- _Directions_: In the entries that follow, the line with "drop(source);" opens the range and the line with "let mut source = inner.with_rule(starts_with_hash);" closes it; repeat that range exactly, both lines included.

- _Records supplied_:
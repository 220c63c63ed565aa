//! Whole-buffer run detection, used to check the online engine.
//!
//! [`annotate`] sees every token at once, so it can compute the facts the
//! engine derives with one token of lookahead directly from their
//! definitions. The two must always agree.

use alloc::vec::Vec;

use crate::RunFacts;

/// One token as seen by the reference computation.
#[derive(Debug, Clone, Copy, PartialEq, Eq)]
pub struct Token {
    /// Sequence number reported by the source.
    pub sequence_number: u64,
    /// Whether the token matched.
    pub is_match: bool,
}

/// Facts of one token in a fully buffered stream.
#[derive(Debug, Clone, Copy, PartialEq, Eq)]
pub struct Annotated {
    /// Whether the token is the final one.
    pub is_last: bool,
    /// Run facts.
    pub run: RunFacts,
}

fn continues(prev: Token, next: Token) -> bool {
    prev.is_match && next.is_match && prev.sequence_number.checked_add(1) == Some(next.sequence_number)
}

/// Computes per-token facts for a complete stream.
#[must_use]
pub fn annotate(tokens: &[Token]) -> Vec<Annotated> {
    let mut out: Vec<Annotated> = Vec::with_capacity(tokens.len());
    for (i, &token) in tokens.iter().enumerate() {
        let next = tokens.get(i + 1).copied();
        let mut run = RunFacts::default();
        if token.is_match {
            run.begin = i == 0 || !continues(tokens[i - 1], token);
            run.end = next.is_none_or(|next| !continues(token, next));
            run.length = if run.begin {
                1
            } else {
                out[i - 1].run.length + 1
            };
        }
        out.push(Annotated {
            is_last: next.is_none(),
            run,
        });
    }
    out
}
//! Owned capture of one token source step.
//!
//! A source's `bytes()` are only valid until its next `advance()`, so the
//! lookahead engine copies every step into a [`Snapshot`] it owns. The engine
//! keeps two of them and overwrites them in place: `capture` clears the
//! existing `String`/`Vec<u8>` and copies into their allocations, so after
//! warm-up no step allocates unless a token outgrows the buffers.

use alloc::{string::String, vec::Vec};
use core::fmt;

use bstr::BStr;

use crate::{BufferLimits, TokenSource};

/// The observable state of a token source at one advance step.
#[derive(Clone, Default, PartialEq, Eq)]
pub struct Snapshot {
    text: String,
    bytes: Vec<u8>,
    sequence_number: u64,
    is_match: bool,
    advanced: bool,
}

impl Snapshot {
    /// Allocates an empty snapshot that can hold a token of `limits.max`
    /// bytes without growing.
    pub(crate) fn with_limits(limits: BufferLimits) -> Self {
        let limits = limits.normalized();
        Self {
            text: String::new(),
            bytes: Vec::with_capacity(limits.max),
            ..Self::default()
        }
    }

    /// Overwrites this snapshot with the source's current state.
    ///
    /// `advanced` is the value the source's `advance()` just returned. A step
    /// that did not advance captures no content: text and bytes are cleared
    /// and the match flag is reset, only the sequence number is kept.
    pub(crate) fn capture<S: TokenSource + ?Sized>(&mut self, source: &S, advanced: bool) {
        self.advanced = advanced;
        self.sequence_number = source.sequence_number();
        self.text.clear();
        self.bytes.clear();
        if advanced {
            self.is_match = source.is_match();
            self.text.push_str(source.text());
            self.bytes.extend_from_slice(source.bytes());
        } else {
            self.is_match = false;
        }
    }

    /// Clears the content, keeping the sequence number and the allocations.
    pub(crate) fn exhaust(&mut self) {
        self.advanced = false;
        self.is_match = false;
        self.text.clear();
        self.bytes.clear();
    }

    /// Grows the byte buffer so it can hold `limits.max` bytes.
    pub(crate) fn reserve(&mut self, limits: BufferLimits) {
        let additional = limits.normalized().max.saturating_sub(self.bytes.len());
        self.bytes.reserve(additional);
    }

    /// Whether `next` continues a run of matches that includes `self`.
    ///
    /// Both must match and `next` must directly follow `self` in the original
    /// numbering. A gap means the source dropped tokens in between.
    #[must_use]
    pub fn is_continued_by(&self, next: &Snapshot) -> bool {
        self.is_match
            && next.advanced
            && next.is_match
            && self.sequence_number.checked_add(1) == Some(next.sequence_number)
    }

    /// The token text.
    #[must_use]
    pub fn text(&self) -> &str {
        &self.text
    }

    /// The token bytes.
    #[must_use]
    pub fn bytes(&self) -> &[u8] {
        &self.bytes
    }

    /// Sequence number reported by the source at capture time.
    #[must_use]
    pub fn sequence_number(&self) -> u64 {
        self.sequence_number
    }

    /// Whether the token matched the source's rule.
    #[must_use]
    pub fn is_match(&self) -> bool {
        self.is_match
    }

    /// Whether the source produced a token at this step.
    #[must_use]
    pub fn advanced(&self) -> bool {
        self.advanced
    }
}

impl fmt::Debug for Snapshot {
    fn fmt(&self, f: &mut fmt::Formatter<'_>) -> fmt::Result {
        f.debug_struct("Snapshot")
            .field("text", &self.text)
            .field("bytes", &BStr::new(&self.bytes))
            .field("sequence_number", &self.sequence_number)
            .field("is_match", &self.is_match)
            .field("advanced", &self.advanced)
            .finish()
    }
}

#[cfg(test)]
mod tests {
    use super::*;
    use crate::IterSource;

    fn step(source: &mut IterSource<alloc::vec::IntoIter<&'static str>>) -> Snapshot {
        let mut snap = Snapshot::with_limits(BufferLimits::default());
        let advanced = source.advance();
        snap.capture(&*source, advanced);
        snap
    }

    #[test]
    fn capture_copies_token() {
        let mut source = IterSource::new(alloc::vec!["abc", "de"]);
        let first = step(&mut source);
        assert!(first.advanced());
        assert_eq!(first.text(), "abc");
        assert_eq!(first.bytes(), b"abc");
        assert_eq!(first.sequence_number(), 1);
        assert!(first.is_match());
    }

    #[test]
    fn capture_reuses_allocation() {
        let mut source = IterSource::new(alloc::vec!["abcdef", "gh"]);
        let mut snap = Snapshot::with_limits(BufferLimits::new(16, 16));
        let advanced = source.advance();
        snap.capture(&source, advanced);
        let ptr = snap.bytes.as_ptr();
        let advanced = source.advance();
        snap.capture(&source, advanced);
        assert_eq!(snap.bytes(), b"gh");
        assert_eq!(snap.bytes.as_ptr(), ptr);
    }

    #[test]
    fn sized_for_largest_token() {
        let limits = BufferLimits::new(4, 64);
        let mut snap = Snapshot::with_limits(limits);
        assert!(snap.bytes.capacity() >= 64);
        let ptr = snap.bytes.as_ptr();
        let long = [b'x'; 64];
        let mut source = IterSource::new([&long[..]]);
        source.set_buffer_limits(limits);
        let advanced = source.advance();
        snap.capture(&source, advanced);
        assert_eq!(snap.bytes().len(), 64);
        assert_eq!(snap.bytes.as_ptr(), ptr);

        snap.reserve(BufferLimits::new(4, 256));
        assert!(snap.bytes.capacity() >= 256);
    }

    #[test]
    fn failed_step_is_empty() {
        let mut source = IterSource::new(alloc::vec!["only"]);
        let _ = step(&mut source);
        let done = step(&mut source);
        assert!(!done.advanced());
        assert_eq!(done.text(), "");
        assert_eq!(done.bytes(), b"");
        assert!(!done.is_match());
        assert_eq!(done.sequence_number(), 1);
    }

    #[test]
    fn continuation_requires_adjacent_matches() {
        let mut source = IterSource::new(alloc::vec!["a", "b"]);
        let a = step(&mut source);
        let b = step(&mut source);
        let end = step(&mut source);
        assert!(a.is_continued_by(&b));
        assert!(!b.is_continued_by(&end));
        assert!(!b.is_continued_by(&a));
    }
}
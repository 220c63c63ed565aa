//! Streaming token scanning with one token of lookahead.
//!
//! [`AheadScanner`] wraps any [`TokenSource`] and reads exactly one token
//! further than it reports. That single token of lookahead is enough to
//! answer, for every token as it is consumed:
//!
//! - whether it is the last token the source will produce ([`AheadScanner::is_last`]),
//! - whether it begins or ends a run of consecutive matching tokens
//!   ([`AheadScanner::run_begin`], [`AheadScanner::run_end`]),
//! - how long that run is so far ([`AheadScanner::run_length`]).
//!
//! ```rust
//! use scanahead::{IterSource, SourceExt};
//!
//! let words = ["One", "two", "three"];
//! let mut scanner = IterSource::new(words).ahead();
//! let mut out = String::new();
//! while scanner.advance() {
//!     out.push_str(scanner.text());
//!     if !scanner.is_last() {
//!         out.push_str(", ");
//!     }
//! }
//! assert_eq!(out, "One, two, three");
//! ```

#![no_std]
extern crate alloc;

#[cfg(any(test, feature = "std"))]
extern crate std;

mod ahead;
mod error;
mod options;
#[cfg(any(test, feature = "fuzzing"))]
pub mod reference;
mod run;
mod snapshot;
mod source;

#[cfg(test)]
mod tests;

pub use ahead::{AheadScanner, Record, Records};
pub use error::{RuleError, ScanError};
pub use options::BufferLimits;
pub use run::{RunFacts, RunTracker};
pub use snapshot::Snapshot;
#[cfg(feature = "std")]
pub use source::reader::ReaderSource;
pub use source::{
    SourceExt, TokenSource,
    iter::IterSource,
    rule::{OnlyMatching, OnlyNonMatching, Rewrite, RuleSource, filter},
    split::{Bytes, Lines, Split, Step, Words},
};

==

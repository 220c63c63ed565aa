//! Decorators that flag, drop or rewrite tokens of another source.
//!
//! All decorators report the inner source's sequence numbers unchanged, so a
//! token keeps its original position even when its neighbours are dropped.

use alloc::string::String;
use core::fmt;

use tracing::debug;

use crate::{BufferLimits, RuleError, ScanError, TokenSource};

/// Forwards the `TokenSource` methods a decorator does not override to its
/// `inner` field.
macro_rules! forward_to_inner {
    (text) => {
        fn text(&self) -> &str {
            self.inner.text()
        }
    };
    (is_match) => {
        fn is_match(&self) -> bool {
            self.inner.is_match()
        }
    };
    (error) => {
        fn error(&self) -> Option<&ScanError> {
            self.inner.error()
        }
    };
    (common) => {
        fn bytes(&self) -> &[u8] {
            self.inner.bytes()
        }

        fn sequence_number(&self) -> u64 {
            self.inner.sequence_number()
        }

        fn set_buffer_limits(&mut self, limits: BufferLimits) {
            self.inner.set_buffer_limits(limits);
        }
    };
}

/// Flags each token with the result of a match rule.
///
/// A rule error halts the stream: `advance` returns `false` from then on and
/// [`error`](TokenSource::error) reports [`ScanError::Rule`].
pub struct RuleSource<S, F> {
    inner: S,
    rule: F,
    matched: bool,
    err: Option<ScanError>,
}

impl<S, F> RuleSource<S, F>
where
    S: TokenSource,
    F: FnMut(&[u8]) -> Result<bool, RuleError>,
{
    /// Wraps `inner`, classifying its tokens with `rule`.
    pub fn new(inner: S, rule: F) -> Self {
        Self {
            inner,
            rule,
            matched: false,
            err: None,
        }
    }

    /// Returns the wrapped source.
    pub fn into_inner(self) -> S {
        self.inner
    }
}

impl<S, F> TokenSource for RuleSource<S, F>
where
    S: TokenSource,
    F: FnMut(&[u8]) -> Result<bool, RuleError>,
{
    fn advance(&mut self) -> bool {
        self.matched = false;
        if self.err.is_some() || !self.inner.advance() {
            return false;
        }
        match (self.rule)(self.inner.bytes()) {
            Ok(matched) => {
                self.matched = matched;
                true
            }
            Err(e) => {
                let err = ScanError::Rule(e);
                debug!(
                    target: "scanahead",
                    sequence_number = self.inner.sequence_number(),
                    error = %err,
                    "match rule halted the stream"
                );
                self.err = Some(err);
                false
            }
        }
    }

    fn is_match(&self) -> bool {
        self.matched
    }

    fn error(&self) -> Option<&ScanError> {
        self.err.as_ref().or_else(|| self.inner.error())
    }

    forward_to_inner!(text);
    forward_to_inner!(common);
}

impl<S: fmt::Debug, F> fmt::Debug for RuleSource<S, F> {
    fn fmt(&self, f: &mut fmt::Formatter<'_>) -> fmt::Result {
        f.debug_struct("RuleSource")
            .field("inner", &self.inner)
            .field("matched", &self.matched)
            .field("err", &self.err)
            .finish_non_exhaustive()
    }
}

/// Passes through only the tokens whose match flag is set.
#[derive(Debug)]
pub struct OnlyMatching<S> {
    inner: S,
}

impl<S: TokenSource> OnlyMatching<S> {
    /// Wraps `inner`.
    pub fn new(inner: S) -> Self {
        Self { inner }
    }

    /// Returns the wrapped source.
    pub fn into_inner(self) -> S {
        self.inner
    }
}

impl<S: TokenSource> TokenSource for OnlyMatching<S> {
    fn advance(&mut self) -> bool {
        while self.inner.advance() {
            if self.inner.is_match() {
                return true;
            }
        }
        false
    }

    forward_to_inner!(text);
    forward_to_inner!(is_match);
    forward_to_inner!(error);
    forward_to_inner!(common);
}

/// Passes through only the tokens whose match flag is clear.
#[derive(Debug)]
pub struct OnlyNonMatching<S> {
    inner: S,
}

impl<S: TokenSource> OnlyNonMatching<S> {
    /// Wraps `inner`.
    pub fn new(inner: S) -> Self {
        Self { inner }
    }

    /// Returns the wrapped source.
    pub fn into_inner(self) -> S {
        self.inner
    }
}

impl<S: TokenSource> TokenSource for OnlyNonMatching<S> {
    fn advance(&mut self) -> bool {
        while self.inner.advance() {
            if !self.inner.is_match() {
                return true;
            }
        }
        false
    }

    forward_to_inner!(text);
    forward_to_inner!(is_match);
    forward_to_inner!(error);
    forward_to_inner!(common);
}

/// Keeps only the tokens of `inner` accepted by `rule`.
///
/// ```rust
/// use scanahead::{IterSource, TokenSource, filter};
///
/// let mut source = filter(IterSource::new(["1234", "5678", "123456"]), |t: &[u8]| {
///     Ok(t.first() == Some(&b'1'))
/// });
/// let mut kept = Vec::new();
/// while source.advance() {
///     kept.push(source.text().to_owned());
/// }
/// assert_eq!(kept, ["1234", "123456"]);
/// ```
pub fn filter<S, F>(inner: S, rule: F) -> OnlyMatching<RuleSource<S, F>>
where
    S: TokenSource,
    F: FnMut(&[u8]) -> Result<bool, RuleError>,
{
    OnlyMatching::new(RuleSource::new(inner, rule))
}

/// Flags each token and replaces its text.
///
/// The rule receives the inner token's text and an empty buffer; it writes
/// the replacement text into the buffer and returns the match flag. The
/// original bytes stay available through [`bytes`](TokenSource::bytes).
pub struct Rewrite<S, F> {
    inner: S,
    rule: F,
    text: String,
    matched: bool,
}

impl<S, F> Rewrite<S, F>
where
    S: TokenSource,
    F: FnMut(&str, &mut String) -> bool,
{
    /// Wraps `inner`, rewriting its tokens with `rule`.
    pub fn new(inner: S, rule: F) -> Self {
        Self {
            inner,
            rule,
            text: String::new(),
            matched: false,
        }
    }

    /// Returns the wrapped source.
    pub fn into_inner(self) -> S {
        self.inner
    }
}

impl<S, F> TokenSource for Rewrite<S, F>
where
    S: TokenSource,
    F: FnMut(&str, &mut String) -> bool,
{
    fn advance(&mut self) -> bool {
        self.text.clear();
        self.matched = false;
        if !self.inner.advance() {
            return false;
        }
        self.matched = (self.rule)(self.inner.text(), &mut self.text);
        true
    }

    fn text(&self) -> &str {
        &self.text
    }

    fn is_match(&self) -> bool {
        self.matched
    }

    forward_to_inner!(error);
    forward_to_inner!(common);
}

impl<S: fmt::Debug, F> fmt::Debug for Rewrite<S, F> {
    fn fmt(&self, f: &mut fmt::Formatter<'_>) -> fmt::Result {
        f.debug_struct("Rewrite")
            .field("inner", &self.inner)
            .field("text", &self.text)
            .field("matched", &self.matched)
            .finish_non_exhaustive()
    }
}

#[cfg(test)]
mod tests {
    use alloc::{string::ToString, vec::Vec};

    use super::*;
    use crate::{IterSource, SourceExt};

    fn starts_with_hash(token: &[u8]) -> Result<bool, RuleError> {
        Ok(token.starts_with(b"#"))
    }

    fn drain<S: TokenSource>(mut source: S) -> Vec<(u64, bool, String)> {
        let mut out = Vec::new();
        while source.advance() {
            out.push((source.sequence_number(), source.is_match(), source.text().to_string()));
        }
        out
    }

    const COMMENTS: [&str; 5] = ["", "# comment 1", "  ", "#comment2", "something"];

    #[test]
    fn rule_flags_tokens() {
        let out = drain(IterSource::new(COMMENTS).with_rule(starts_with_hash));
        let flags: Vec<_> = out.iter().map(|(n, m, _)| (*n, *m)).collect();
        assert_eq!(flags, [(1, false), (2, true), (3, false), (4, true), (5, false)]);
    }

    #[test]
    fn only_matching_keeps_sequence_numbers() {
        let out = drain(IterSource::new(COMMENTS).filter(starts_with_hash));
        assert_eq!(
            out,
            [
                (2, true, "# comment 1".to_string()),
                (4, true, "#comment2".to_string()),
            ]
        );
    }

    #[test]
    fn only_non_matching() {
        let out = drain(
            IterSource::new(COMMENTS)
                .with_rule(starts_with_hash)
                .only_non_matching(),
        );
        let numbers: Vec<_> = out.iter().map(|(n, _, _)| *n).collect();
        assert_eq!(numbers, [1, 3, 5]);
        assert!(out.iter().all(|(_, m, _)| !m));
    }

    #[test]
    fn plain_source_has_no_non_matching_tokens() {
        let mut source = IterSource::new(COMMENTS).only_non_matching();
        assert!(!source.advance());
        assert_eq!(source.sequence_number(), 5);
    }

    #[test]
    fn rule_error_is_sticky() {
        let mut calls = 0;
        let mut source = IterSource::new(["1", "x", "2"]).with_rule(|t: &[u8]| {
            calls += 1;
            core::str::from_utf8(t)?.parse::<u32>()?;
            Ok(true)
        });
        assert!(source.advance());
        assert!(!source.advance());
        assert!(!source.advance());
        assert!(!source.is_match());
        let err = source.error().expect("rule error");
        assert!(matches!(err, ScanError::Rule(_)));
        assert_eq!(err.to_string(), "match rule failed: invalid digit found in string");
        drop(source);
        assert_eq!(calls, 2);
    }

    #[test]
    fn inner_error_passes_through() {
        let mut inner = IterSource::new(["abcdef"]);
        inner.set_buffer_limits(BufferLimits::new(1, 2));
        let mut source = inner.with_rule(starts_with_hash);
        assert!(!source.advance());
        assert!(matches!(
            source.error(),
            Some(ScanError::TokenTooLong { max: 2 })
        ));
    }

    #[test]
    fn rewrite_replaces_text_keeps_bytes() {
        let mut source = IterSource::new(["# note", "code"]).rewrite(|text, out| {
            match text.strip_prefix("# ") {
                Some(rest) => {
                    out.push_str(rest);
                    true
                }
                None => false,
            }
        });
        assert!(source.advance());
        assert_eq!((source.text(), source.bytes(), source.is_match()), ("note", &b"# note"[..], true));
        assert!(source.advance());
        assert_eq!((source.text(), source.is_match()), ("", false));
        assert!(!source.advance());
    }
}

==

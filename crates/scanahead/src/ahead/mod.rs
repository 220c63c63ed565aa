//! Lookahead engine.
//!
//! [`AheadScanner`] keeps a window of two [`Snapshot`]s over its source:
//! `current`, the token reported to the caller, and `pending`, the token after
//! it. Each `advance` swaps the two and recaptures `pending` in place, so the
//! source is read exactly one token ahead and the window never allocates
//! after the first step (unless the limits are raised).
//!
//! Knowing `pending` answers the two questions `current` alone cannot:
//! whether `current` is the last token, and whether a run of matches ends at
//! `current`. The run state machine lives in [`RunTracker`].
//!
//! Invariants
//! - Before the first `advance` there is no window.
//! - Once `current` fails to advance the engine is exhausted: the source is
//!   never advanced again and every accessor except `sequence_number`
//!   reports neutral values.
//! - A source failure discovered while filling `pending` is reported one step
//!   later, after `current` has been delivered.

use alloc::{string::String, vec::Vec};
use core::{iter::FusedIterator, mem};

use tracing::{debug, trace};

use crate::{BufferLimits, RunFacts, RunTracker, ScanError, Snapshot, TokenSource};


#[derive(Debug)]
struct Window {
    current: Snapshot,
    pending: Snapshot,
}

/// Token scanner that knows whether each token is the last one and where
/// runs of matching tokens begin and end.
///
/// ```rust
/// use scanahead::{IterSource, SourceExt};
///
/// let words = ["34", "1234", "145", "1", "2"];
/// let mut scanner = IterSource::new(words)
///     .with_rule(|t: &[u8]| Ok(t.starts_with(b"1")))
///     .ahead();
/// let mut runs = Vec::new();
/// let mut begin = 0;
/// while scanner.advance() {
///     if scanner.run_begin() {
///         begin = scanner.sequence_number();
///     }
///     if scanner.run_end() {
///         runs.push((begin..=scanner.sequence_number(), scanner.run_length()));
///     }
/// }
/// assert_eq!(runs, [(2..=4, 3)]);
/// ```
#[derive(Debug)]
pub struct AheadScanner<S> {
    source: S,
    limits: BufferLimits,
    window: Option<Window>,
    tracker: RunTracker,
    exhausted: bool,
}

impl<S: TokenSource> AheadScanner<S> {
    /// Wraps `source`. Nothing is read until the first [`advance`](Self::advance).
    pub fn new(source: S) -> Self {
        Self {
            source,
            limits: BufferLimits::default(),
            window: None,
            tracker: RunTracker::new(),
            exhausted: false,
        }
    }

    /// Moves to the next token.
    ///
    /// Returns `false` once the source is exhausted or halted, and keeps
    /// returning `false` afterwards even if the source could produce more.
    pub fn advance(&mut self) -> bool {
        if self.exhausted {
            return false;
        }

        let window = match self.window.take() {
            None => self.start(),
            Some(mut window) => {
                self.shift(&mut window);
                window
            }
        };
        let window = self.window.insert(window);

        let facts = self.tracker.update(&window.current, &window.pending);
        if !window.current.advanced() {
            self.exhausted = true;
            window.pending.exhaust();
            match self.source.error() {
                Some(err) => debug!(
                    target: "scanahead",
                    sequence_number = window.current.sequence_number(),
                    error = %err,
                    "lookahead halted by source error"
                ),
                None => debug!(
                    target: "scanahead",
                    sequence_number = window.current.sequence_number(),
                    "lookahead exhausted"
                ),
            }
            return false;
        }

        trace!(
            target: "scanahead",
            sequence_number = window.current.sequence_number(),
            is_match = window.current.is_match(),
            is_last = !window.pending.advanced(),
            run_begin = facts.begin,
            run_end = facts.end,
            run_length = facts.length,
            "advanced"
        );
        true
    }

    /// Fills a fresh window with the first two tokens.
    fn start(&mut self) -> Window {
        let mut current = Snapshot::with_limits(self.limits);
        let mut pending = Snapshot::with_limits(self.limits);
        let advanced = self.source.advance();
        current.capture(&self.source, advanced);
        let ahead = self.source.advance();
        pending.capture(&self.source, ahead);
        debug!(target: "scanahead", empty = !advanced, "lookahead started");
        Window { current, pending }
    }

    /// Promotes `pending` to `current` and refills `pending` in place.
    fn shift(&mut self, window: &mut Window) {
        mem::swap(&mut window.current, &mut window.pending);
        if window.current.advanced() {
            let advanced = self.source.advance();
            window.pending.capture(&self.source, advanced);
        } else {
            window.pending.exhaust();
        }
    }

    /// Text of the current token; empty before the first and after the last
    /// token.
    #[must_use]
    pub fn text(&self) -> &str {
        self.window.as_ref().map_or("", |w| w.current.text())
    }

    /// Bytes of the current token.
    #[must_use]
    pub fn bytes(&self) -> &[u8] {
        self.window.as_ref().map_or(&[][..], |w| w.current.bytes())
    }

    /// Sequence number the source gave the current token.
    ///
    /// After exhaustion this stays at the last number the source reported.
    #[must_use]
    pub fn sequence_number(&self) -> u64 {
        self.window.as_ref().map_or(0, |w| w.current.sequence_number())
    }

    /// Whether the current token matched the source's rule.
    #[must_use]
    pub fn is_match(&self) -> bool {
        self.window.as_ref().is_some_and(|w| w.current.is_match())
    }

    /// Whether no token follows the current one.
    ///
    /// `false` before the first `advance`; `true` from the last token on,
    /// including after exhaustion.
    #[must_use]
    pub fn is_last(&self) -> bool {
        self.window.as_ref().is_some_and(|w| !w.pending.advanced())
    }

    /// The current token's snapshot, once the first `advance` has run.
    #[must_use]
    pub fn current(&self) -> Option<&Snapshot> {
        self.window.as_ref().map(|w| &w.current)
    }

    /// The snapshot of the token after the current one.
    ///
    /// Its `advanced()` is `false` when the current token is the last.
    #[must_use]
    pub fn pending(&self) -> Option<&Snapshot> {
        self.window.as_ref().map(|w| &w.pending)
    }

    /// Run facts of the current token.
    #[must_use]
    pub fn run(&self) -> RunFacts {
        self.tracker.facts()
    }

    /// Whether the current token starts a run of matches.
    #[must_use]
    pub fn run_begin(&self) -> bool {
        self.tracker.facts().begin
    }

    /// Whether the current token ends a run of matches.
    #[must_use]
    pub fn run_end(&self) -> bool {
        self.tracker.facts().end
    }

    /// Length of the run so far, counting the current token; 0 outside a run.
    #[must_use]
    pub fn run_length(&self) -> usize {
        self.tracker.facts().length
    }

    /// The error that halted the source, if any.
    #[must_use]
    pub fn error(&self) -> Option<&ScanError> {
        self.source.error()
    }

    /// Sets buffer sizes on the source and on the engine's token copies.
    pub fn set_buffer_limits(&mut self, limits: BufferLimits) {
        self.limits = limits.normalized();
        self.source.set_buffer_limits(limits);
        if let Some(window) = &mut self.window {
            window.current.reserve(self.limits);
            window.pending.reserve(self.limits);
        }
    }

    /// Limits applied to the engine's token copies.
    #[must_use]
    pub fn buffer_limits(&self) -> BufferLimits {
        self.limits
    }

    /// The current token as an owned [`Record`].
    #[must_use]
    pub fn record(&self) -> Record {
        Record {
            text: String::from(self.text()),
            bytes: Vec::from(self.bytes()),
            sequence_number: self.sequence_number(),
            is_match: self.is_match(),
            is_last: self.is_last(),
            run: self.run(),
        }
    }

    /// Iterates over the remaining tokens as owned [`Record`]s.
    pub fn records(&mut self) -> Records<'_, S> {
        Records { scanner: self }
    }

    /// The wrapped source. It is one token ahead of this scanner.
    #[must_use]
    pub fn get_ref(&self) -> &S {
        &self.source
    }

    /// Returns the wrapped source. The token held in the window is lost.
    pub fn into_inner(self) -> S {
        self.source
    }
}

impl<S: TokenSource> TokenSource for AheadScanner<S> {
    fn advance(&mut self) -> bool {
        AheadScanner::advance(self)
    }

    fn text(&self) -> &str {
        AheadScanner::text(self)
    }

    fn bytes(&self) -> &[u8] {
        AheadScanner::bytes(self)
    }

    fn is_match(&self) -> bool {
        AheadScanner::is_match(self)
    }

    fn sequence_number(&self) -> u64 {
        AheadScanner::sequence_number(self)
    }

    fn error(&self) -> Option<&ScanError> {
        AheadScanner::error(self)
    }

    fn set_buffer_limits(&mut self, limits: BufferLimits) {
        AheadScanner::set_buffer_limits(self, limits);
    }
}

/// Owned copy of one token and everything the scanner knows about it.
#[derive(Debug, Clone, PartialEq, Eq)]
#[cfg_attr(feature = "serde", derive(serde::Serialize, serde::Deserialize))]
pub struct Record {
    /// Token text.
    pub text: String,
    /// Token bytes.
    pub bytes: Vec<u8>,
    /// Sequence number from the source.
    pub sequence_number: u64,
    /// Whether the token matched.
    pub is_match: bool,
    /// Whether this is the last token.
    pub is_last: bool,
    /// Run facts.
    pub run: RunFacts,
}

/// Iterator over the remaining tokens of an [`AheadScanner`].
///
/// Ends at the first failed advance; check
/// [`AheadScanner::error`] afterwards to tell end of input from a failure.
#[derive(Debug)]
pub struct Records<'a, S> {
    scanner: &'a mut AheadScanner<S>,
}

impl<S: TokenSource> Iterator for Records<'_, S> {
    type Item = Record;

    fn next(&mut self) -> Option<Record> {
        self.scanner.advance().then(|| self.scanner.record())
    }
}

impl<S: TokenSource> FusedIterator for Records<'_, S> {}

- _Task result_:
        drop(source);
        assert_eq!(calls, 2);
    }

    #[test]
    fn inner_error_passes_through() {
        let mut inner = IterSource::new(["abcdef"]);
        inner.set_buffer_limits(BufferLimits::new(1, 2));
        let mut source = inner.with_rule(starts_with_hash);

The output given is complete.